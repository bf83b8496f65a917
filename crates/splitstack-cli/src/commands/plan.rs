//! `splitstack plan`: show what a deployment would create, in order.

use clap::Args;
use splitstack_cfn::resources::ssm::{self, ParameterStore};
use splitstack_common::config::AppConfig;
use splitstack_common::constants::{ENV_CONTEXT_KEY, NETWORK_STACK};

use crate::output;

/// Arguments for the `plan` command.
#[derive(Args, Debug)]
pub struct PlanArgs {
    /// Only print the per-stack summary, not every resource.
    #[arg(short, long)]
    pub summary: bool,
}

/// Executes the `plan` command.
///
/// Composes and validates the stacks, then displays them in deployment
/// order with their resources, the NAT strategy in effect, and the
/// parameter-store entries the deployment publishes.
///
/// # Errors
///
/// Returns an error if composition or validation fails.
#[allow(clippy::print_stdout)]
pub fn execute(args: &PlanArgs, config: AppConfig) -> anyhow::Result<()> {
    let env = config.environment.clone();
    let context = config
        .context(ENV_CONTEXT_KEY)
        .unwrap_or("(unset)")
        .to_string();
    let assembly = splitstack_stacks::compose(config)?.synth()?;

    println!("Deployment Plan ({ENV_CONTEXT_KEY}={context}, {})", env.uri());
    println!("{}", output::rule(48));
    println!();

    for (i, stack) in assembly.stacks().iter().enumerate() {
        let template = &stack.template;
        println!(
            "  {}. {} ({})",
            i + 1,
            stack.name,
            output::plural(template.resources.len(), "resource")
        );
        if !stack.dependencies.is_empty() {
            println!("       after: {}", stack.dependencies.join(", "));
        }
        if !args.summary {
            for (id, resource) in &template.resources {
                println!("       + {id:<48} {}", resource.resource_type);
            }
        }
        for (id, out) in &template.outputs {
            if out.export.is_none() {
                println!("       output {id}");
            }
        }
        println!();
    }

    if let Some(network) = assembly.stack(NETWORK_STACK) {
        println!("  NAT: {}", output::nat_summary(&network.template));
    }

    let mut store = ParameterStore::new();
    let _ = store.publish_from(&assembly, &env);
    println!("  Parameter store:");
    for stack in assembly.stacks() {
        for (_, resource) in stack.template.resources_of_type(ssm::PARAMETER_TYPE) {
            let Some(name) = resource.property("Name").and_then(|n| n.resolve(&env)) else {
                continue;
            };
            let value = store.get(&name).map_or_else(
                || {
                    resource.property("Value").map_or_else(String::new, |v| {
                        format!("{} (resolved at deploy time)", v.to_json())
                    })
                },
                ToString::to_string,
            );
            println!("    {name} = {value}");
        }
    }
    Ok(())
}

+++++

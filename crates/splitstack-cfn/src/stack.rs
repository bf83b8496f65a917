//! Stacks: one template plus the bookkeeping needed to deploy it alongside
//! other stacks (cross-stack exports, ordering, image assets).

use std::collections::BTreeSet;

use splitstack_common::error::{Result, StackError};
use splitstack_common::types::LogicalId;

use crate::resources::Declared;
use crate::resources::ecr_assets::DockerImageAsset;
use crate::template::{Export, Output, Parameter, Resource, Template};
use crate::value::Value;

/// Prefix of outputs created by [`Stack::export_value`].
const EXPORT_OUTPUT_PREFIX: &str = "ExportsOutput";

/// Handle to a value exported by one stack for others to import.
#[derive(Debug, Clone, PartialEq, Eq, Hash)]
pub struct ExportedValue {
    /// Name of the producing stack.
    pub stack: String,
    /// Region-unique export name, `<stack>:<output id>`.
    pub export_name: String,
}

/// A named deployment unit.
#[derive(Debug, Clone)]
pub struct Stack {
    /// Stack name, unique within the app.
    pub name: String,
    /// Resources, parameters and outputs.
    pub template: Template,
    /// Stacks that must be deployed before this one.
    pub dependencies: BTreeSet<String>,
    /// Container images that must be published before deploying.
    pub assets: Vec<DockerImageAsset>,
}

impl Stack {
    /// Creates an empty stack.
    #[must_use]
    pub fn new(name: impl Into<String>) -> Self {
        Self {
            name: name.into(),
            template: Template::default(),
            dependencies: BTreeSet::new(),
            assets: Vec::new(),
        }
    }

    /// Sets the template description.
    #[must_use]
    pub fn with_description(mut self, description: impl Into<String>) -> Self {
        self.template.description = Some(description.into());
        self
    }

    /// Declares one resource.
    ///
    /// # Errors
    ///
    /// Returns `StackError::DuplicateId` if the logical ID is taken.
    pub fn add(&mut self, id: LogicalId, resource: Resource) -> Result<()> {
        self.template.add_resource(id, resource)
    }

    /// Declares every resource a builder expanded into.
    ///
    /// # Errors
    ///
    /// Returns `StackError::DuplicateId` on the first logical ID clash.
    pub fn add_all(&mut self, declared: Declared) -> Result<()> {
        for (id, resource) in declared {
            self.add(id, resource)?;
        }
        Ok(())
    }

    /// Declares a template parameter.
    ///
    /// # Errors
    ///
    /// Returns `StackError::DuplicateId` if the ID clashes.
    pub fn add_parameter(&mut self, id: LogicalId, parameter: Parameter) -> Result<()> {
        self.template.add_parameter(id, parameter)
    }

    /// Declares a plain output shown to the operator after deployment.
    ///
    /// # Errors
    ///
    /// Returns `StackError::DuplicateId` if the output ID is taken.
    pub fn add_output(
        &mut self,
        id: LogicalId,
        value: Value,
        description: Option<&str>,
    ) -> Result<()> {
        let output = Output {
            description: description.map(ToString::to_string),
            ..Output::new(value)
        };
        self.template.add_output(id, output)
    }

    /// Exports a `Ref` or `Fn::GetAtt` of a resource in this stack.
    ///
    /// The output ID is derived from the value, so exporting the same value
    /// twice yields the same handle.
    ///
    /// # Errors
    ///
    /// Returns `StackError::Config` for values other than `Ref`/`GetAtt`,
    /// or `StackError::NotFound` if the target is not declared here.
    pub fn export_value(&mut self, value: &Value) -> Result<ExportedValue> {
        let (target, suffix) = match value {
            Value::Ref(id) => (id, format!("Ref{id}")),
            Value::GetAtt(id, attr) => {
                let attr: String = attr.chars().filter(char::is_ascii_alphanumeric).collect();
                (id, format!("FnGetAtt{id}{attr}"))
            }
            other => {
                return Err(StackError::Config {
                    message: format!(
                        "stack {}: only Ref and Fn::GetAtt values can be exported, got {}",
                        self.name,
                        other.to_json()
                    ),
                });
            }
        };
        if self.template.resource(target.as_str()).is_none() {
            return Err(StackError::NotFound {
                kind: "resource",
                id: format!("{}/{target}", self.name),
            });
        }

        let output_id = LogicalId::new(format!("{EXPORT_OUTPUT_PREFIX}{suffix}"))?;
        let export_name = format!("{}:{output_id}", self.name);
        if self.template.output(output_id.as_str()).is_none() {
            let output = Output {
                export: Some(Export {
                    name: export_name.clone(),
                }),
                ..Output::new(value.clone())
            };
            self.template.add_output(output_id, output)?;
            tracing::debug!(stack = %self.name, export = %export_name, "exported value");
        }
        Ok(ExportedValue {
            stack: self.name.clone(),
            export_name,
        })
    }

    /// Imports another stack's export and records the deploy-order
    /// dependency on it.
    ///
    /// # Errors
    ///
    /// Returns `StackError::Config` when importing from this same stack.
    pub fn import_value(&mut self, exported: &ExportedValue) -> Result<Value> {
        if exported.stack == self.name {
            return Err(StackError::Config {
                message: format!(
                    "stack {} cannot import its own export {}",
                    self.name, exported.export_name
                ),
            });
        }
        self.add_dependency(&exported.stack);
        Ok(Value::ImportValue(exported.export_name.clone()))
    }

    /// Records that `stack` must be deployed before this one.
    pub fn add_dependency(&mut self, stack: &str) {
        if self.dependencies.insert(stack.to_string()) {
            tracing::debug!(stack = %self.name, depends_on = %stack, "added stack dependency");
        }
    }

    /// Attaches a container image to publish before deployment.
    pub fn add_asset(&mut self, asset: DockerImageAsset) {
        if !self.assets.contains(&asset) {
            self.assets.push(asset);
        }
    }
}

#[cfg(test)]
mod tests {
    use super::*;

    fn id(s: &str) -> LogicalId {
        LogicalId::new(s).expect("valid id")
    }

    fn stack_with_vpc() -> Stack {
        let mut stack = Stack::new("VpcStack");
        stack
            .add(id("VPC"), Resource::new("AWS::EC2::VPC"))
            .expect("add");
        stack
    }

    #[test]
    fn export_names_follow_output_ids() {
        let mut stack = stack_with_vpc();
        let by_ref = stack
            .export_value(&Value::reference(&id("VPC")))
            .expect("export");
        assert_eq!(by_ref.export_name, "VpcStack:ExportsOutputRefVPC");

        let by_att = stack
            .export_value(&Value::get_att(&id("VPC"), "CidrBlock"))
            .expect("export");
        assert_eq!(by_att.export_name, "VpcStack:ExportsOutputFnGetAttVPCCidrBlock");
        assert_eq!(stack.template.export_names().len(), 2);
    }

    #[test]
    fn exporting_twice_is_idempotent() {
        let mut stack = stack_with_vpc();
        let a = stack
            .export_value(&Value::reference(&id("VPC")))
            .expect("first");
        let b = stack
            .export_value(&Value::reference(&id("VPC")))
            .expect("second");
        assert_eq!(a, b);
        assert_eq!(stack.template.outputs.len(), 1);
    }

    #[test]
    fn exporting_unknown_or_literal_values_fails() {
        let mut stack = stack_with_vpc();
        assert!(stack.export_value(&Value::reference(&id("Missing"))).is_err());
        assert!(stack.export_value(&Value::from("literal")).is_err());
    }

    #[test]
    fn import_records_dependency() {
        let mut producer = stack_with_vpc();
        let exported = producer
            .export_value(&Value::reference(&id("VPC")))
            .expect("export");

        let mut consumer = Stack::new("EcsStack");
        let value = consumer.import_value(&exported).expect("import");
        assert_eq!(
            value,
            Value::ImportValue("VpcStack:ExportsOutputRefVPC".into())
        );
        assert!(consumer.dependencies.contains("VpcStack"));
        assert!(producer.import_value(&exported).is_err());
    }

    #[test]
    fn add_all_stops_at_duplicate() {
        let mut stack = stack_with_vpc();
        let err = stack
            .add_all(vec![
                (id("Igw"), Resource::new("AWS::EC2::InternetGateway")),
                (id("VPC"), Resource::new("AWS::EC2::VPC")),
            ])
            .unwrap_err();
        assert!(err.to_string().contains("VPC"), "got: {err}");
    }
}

+++++

What is needed:
From the entries above, tally the lines that contain the string "same". Report the total and nothing more.

Response below:
3